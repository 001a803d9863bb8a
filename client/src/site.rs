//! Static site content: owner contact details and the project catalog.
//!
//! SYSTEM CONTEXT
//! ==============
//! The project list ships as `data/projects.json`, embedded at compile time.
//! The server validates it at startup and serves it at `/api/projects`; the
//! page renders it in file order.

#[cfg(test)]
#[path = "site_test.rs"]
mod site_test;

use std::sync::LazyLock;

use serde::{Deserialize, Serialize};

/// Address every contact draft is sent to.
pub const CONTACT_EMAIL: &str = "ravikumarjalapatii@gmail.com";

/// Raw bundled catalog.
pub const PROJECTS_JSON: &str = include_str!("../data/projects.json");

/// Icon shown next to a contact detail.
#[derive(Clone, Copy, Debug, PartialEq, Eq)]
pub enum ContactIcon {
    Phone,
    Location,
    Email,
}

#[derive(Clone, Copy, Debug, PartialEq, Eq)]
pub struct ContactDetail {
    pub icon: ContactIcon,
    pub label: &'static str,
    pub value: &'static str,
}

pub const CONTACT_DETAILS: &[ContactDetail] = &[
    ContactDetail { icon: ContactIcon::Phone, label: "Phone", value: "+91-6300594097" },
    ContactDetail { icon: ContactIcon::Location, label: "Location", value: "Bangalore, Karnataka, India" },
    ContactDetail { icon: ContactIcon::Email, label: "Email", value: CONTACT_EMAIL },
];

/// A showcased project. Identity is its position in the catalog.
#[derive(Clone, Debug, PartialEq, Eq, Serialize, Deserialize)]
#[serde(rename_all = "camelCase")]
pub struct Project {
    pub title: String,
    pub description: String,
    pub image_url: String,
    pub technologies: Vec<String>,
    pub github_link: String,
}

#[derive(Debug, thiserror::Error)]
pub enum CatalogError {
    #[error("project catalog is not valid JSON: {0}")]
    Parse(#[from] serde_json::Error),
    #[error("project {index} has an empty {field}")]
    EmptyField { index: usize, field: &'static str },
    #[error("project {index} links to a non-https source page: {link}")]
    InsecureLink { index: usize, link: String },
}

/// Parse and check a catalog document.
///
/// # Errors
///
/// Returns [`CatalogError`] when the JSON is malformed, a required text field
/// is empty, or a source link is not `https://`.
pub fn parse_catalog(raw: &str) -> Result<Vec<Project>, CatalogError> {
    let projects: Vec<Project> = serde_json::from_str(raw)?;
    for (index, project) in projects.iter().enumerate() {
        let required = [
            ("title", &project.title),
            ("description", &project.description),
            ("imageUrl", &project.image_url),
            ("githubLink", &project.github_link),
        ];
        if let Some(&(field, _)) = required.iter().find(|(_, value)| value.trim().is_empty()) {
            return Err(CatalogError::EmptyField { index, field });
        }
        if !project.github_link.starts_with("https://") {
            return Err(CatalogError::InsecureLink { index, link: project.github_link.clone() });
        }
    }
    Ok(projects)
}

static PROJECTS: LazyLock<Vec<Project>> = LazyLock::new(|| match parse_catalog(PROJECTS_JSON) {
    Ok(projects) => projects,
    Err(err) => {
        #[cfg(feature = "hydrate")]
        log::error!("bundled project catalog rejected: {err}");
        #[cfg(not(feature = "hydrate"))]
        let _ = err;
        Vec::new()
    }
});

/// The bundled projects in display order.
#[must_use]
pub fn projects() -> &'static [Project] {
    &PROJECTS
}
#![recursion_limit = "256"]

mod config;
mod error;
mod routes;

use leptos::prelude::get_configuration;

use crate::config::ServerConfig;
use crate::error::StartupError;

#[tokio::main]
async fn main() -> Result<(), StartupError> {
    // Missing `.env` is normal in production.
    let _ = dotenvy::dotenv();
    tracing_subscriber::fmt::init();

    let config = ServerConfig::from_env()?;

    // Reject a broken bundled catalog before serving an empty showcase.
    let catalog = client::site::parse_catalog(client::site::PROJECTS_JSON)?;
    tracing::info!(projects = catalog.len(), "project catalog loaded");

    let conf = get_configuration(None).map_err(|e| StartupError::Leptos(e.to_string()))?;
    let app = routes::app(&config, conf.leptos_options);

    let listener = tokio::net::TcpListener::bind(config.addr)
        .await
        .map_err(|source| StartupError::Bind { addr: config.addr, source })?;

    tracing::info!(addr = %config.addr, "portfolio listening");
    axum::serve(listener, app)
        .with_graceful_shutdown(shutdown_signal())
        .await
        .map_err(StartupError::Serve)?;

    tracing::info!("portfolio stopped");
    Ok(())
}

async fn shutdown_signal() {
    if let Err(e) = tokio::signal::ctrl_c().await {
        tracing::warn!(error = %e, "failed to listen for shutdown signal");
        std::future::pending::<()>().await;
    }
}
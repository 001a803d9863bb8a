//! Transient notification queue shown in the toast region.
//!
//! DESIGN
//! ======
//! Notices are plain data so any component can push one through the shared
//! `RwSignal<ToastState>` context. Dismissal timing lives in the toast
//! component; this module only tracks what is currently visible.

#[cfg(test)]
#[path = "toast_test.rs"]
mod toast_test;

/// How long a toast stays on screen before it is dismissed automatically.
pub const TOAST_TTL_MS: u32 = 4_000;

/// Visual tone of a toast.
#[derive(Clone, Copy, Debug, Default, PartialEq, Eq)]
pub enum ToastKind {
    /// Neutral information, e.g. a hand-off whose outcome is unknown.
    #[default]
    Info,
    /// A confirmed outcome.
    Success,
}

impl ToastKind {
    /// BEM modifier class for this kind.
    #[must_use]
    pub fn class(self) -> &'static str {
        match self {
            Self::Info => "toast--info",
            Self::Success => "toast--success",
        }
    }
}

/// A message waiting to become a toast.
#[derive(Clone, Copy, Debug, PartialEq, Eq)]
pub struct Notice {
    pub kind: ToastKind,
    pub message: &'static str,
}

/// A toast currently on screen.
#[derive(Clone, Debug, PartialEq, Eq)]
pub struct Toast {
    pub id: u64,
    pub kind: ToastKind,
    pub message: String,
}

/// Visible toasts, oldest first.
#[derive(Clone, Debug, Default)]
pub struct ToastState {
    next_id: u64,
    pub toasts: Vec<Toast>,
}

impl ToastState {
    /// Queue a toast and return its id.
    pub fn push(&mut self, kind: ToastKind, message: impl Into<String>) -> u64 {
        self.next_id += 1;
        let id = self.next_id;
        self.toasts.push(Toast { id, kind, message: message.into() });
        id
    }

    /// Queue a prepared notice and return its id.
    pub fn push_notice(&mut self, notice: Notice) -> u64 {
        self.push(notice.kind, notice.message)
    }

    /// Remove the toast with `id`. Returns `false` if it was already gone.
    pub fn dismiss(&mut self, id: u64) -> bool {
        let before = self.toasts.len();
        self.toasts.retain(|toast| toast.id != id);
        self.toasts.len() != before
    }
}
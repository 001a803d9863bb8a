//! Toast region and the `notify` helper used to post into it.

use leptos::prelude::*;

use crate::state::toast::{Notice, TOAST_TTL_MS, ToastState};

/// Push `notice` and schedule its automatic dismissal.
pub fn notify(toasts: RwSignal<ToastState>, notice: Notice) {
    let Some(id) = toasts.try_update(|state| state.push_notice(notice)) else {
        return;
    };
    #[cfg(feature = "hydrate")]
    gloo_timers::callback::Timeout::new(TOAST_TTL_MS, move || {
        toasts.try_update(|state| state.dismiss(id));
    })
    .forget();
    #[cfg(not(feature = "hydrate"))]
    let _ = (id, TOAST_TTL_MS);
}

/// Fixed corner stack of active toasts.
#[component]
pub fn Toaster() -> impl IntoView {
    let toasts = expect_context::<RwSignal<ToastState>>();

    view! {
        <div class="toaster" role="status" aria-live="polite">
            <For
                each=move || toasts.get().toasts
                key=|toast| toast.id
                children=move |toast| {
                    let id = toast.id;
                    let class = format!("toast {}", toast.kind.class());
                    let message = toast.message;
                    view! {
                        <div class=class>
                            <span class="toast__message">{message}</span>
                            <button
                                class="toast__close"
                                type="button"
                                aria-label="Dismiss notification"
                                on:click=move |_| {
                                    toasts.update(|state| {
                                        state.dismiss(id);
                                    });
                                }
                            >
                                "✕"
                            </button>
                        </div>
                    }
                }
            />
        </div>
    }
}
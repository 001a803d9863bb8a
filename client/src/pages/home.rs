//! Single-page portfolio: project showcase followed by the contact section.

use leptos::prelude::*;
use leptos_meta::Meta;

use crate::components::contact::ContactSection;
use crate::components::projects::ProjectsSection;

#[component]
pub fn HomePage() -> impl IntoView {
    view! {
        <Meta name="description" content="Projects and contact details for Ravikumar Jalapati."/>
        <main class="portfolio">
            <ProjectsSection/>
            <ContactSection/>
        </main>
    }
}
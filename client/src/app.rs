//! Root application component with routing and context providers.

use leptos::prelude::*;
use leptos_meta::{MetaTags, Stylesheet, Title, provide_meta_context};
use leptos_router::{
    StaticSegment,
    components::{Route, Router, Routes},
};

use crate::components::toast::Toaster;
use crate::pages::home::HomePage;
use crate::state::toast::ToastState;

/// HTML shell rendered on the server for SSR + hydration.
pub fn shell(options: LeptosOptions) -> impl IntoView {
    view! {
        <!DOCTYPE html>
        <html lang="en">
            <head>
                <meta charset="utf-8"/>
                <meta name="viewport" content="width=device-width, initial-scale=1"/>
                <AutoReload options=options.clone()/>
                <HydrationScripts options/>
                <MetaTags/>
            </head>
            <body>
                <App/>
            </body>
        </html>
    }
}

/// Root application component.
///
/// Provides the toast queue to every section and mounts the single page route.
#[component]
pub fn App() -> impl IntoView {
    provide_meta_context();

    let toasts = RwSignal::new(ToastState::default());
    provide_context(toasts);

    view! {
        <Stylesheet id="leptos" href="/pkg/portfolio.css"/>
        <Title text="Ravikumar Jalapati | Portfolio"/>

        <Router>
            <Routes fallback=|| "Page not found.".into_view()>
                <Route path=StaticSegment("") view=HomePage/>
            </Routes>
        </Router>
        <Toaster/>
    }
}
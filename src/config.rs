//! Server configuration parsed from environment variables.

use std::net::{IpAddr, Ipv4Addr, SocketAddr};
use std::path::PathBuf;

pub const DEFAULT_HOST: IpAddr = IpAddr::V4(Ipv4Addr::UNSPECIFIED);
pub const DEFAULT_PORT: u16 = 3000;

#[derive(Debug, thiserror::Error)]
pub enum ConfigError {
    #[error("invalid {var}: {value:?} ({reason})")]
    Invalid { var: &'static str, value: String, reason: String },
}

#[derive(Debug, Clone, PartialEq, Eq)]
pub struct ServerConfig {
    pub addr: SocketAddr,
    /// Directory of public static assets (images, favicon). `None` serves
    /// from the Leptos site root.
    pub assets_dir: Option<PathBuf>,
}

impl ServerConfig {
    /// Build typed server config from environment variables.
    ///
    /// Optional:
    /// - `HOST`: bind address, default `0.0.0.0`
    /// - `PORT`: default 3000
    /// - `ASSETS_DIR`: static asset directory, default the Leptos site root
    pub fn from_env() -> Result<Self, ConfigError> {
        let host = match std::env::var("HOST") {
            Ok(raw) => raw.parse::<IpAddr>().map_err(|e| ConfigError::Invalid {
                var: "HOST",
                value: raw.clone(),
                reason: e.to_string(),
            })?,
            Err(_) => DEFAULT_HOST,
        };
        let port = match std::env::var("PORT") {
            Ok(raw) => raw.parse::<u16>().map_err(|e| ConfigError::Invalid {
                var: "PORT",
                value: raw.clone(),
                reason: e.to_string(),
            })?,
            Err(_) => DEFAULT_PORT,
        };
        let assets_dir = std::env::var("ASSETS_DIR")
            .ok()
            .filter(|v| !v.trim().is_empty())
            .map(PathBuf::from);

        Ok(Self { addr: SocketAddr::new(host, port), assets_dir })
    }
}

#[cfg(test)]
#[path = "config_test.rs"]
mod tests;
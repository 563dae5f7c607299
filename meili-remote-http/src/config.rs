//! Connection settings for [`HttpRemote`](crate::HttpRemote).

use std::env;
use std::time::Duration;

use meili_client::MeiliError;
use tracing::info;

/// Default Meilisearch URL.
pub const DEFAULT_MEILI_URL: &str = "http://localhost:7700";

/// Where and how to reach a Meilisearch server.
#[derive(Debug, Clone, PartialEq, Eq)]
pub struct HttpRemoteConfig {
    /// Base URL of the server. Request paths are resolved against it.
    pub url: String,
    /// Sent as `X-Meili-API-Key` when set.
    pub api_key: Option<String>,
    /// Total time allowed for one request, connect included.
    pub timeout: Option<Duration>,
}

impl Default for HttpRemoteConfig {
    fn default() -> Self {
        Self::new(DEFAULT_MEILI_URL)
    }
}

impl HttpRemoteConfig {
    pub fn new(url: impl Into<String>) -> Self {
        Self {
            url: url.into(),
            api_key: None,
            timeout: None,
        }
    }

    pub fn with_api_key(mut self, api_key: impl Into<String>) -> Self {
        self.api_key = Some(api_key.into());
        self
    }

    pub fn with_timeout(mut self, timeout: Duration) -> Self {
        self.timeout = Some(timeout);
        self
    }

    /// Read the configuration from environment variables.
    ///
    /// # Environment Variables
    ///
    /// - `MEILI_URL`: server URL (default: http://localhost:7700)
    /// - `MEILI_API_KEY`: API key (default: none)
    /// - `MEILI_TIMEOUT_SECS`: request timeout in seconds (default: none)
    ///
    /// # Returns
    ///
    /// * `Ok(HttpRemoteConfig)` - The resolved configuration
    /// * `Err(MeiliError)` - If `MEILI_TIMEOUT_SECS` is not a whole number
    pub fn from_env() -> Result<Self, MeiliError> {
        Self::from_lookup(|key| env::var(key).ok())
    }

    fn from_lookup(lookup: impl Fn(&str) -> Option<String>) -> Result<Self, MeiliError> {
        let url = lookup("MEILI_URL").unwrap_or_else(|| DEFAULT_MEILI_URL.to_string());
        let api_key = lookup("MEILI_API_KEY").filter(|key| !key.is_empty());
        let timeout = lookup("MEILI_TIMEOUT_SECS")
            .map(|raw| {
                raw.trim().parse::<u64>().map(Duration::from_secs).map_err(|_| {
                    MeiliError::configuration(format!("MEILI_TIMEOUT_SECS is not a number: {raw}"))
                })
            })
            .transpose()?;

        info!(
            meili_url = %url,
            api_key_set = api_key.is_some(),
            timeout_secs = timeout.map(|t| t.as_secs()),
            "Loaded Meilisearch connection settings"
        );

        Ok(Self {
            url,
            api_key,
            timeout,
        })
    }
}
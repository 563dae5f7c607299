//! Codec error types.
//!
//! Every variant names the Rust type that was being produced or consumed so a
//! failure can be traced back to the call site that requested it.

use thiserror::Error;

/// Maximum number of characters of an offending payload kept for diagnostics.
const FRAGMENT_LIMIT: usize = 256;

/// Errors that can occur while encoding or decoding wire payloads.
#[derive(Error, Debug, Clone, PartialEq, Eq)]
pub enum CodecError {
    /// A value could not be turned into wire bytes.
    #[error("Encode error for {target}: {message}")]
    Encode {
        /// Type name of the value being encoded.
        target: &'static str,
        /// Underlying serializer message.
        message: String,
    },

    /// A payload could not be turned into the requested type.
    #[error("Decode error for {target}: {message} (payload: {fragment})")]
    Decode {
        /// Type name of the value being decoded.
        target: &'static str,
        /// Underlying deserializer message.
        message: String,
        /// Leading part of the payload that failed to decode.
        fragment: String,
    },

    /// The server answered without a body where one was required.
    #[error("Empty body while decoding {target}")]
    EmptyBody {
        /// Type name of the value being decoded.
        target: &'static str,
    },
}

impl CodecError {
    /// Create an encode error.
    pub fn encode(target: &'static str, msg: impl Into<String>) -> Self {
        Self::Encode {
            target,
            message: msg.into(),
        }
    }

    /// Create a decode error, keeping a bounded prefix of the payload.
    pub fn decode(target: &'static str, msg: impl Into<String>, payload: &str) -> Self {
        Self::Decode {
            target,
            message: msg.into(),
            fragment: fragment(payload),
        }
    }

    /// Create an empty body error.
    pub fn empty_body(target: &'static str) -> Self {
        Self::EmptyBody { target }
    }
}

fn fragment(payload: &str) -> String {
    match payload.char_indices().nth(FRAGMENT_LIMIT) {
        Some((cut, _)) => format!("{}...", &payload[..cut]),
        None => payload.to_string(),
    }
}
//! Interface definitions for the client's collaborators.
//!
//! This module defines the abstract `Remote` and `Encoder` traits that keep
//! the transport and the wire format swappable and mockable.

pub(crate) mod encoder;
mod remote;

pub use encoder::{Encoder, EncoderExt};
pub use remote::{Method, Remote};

####

[Exercise]
Wherever the word "ToastKind" appears in the records above, copy that line.

[Response to this task]
pub enum ToastKind {
impl ToastKind {
    pub kind: ToastKind,
    pub kind: ToastKind,
    pub fn push(&mut self, kind: ToastKind, message: impl Into<String>) -> u64 {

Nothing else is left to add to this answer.